The history of Faller Packaging dates back to 1882. At that time, August Faller as a lithographic printing plant in Waldkirch, Germany, where he produced letterheads, postcards, and business stationery, among other things.

In 1953, August Faller began manufacturing folding cartons and labels. In 1956, the company moved from its original headquarters on Schlettstadtallee to a new building at 25 Freiburger Straße. Three years later, a major fire destroyed the paper warehouse and significant parts of the production facility. Only with the generous support of friendly printing companies in the region was the family-owned business able to weather the crisis. The first expansion projects followed in 1960, and a new production hall was built in 1970.
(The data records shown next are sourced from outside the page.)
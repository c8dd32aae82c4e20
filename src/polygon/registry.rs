use super::Contour;
use super::Segment;
use crate::geometry::Point;
use std::collections::HashMap;

#[derive(Debug)]
struct Origin {
    point: Point,
    destinations: Vec<Point>,
}

/// Directed segments grouped by their start point.
///
/// Origins are kept in insertion order. An origin whose last segment is
/// removed is forgotten, and comes back at the end if it is inserted again.
#[derive(Debug, Default)]
pub(crate) struct SegmentRegistry {
    // Exhausted origins stay in place with no destination.
    origins: Vec<Origin>,
    index: HashMap<Point, usize>,
    first_live: usize,
}

impl SegmentRegistry {
    pub fn insert(&mut self, segment: Segment) {
        let origins = &mut self.origins;
        let slot = *self.index.entry(segment.start).or_insert_with(|| {
            origins.push(Origin {
                point: segment.start,
                destinations: Vec::new(),
            });
            origins.len() - 1
        });
        self.origins[slot].destinations.push(segment.end);
    }

    /// Removes one occurrence of `segment`, returning whether it was there.
    pub fn remove(&mut self, segment: Segment) -> bool {
        let slot = match self.index.get(&segment.start) {
            Some(slot) => *slot,
            None => return false,
        };
        let destinations = &mut self.origins[slot].destinations;
        match destinations.iter().position(|d| *d == segment.end) {
            Some(pos) => {
                destinations.remove(pos);
                if destinations.is_empty() {
                    self.index.remove(&segment.start);
                }
                true
            }
            None => false,
        }
    }

    fn pop_destination(&mut self, from: Point) -> Option<Point> {
        let slot = *self.index.get(&from)?;
        let destinations = &mut self.origins[slot].destinations;
        let to = destinations.remove(0);
        if destinations.is_empty() {
            self.index.remove(&from);
        }
        Some(to)
    }

    fn first_origin(&mut self) -> Option<Point> {
        while let Some(origin) = self.origins.get(self.first_live) {
            if !origin.destinations.is_empty() {
                return Some(origin.point);
            }
            self.first_live += 1;
        }
        None
    }

    /// Chains the segments into closed contours, oldest origin first.
    ///
    /// # Panics
    ///
    /// If a chain does not come back to its start, meaning the segments do not
    /// come from a set of non-overlapping rectangles.
    pub fn into_contours(mut self) -> Vec<Contour> {
        let mut contours = Vec::new();
        while let Some(start) = self.first_origin() {
            let mut points = Vec::new();
            let mut current = start;
            while let Some(next) = self.pop_destination(current) {
                points.push(current);
                current = next;
            }
            assert_eq!(
                current, start,
                "dangling segment chain from {start} to {current}",
            );
            contours.push(Contour::new(points));
        }
        contours
    }
}
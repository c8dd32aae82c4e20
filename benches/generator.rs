use rand::Rng;
use rectiles::Point;

/// Points with integer coordinates, uniformly spread over `[0, width) x [0, height)`.
pub fn uniform_lattice(width: u32, height: u32, num_points: usize) -> Vec<Point> {
    let mut rng = rand::thread_rng();
    (0..num_points)
        .map(|_| {
            Point::new(
                f64::from(rng.gen_range(0..width)),
                f64::from(rng.gen_range(0..height)),
            )
        })
        .collect()
}

/// A value function made of `count` vertical bands of random widths.
pub fn random_bands(width: u32, count: usize) -> Vec<f64> {
    let mut rng = rand::thread_rng();
    let mut limits: Vec<f64> = (0..count)
        .map(|_| f64::from(rng.gen_range(0..width)))
        .collect();
    limits.sort_by(f64::total_cmp);
    limits
}
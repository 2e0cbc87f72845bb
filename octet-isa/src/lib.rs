//
// Copyright (C) 2023 Ariel Abreu
//
// This Source Code Form is subject to the terms of the Mozilla Public
// License, v. 2.0. If a copy of the MPL was not distributed with this
// file, You can obtain one at http://mozilla.org/MPL/2.0/.
//

//! Instruction set shared by the assembler and the emulator.
//!
//! Every instruction starts with a single opcode byte. Register operands are
//! folded into that byte, immediates follow it as a sign byte plus a 32-bit
//! big-endian magnitude, and the jump and bitwise families use a prefix byte
//! followed by a subtype byte.

mod immediate;
mod instruction;
mod opcode;
mod register;

pub use immediate::*;
pub use instruction::*;
pub use opcode::*;
pub use register::*;
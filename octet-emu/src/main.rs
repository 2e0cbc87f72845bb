//
// Copyright (C) 2023 Ariel Abreu
//
// This Source Code Form is subject to the terms of the Mozilla Public
// License, v. 2.0. If a copy of the MPL was not distributed with this
// file, You can obtain one at http://mozilla.org/MPL/2.0/.
//

use std::{fs, io, ops::Deref, path::PathBuf, process::ExitCode};

use clap::Parser as ClapParser;
use memmap2::Mmap;
use tracing::{debug, error, warn, Level};

use octet_emu::VM;
use octet_isa::Register;

#[derive(ClapParser)]
#[command(author, version, about, long_about = None)]
struct Args {
	image: PathBuf,

	/// Treat the image as assembler source and assemble it first.
	#[arg(long)]
	assemble: bool,

	#[arg(long)]
	print_instructions: bool,

	/// Stop after this many instructions.
	#[arg(short = 't', long)]
	tmax: Option<u64>,

	#[arg(short, long, default_value_t = Level::WARN)]
	log_level: Level,
}

enum Image {
	Mapped(Mmap),
	Owned(Vec<u8>),
}

impl Deref for Image {
	type Target = [u8];

	fn deref(&self) -> &Self::Target {
		match self {
			Self::Mapped(map) => &map[..],
			Self::Owned(bytes) => &bytes[..],
		}
	}
}

fn load_image(cli: &Args) -> Result<Image, String> {
	if cli.assemble {
		let source = fs::read_to_string(&cli.image)
			.map_err(|e| format!("Failed to read \"{}\": {}", cli.image.display(), e))?;
		return octet_as::assemble(&source)
			.map(Image::Owned)
			.map_err(|e| format!("{}: {}", cli.image.display(), e));
	}

	let file = fs::File::open(&cli.image)
		.map_err(|e| format!("Failed to open \"{}\": {}", cli.image.display(), e))?;
	let len = file
		.metadata()
		.map_err(|e| format!("Failed to stat \"{}\": {}", cli.image.display(), e))?
		.len();
	if len == 0 {
		return Ok(Image::Owned(Vec::new()));
	}

	// SAFETY: the mapping is read-only and the image is not expected to be
	//         modified by anyone else while the emulator runs.
	let map = unsafe { Mmap::map(&file) }
		.map_err(|e| format!("Failed to map \"{}\": {}", cli.image.display(), e))?;
	Ok(Image::Mapped(map))
}

fn main() -> ExitCode {
	let cli = Args::parse();

	tracing_subscriber::fmt()
		.with_max_level(cli.log_level)
		.with_writer(io::stderr)
		.init();

	let image = match load_image(&cli) {
		Ok(x) => x,
		Err(e) => {
			error!("{}", e);
			return ExitCode::FAILURE;
		},
	};
	debug!(bytes = image.len(), "loaded image");

	let mut vm = VM::new(&image);
	vm.set_print_instructions(cli.print_instructions);

	let stdout = io::stdout();
	let mut output = stdout.lock();

	let mut result = Ok(());
	for _ in match cli.tmax {
		Some(t) => 0_u64..t,
		None => 0_u64..u64::MAX,
	} {
		if !vm.is_running() {
			break;
		}
		result = vm.execute_one(&mut output);
		if result.is_err() {
			break;
		}
	}

	if vm.is_running() && result.is_ok() {
		warn!("Stopped after {} instructions", cli.tmax.unwrap_or(u64::MAX));
	}

	for reg in Register::ALL {
		debug!("{} = {}", reg, vm.register(reg));
	}
	debug!(flags = ?vm.flags(), instruction_pointer = vm.instruction_pointer(), "final state");

	match result {
		Ok(()) => ExitCode::SUCCESS,
		Err(e) => {
			error!("{}", e);
			ExitCode::FAILURE
		},
	}
}
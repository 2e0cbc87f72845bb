//
// Copyright (C) 2023 Ariel Abreu
//
// This Source Code Form is subject to the terms of the Mozilla Public
// License, v. 2.0. If a copy of the MPL was not distributed with this
// file, You can obtain one at http://mozilla.org/MPL/2.0/.
//

use std::fmt::Display;

use num_enum::{IntoPrimitive, TryFromPrimitive};

#[derive(Debug, Clone, Copy, PartialEq, Eq, Hash, PartialOrd, Ord, TryFromPrimitive, IntoPrimitive)]
#[repr(u8)]
pub enum Register {
	R0 = 0,
	R1 = 1,
	R2 = 2,
	R3 = 3,
}

impl Register {
	pub const COUNT: usize = 4;
	pub const ALL: [Register; Self::COUNT] = [Self::R0, Self::R1, Self::R2, Self::R3];

	pub const fn index(self) -> usize {
		self as usize
	}

	/// Selects a register from the low two bits of `bits`.
	pub const fn from_low_bits(bits: u8) -> Self {
		match bits & 3 {
			0 => Self::R0,
			1 => Self::R1,
			2 => Self::R2,
			_ => Self::R3,
		}
	}

	pub const fn name(self) -> &'static str {
		match self {
			Self::R0 => "r0",
			Self::R1 => "r1",
			Self::R2 => "r2",
			Self::R3 => "r3",
		}
	}

	pub fn from_name(name: &str) -> Option<Self> {
		Self::ALL.into_iter().find(|reg| reg.name() == name)
	}
}

impl Display for Register {
	fn fmt(&self, f: &mut std::fmt::Formatter<'_>) -> std::fmt::Result {
		write!(f, "{}", self.name())
	}
}
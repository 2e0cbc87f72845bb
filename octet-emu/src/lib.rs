//
// Copyright (C) 2023 Ariel Abreu
//
// This Source Code Form is subject to the terms of the Mozilla Public
// License, v. 2.0. If a copy of the MPL was not distributed with this
// file, You can obtain one at http://mozilla.org/MPL/2.0/.
//

mod error;
pub mod util;
pub mod vm;

pub use error::*;
pub use vm::{decode_at, execute, VM};
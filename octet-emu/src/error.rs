//
// Copyright (C) 2023 Ariel Abreu
//
// This Source Code Form is subject to the terms of the Mozilla Public
// License, v. 2.0. If a copy of the MPL was not distributed with this
// file, You can obtain one at http://mozilla.org/MPL/2.0/.
//

use std::io;

use thiserror::Error;

/// Faults that stop the interpreter. Register and flag state is left as of
/// the last completed instruction.
#[derive(Debug, Error)]
pub enum RuntimeError {
	/// `offset` is the last byte that could still be read.
	#[error("Invalid next bytecode at offset {offset}.")]
	InvalidNextBytecode { offset: usize },

	#[error("Invalid number sign bytecode at offset {offset}.")]
	InvalidNumberSign { offset: usize },

	#[error("Division by zero.")]
	DivisionByZero,

	#[error("Invalid opcode {opcode:#04x} at offset {offset}.")]
	InvalidOpcode { opcode: u8, offset: usize },

	#[error("Invalid subtype {subtype:#04x} for prefix {prefix:#04x} at offset {offset}.")]
	InvalidSubtype {
		prefix: u8,
		subtype: u8,
		offset: usize,
	},

	#[error("Failed to write program output: {0}")]
	Output(#[from] io::Error),
}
At a strategy meeting in 1993, management decided to place greater focus on the development and production of secondary packaging materials for the pharmaceutical industry. This business segment now accounts for approximately 95 percent of revenue. Between 1999 and 2002, the August Faller Group was formed, comprising Faller, St. Göppert GmbH & Co. KG in Waldkirch, Meyerhofer, Fries & Cie. GmbH in Lörrach, Germany, and Trefzer Druck GmbH in Schopfheim, Germany. During this period, the company expanded its portfolio to include the production of labels and leaflets.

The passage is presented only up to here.